*Work order:* Transcribe the material from its first line onward, ending with the line that contains "#[derive(Debug, Clone, Copy, Default)]" and adding nothing beyond it.

Stored data Start Marker

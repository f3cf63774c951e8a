use crate::generator::figure::{inset, FigureGenerator};
use crate::shape::ShapeLabel;

/// Isosceles triangle with its apex on the top inset row and its base on
/// the bottom inset row. Rows outside that band are empty before noise.
#[derive(Debug, Clone, Copy, Default)]
pub struct TriangleGenerator;

impl FigureGenerator for TriangleGenerator {
    fn label(&self) -> ShapeLabel {
        ShapeLabel::Triangle
    }

    fn is_edge(&self, side: usize, row: usize, col: usize) -> bool {
        let n = side as i64;
        let near = inset(side);
        let far = n - near - 1;
        let (row, col) = (row as i64, col as i64);

        if row < near || row > far {
            return false;
        }

        let steps = (n + 1) / 2;
        let width = ((row - near) * steps) / n * 2 + 1;
        let start = (n - width) / 2;

        col == start || col == start + width - 1 || (row == far && col >= near && col < far)
    }
}

#[cfg(test)]
mod tests {
    use super::*;
    use crate::generator::figure::clean;

    #[test]
    fn triangle_on_seven_by_seven() {
        let grid = clean(&TriangleGenerator, 7);
        // apex
        assert_eq!(grid[1], vec![false, false, false, true, false, false, false]);
        // base
        assert_eq!(grid[5], vec![false, true, true, true, true, true, false]);
        assert!(grid[0].iter().all(|&p| !p));
        assert!(grid[6].iter().all(|&p| !p));
    }

    #[test]
    fn is_left_right_symmetric() {
        let grid = clean(&TriangleGenerator, 7);
        for row in &grid {
            for c in 0..7 {
                assert_eq!(row[c], row[6 - c]);
            }
        }
    }
}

Stored data End Marker

*Solution for this problem:*
repository f3cf63774c951e8a
use crate::generator::figure::{inset, FigureGenerator};
use crate::shape::ShapeLabel;

/// Isosceles triangle with its apex on the top inset row and its base on
/// the bottom inset row. Rows outside that band are empty before noise.
#[derive(Debug, Clone, Copy, Default)]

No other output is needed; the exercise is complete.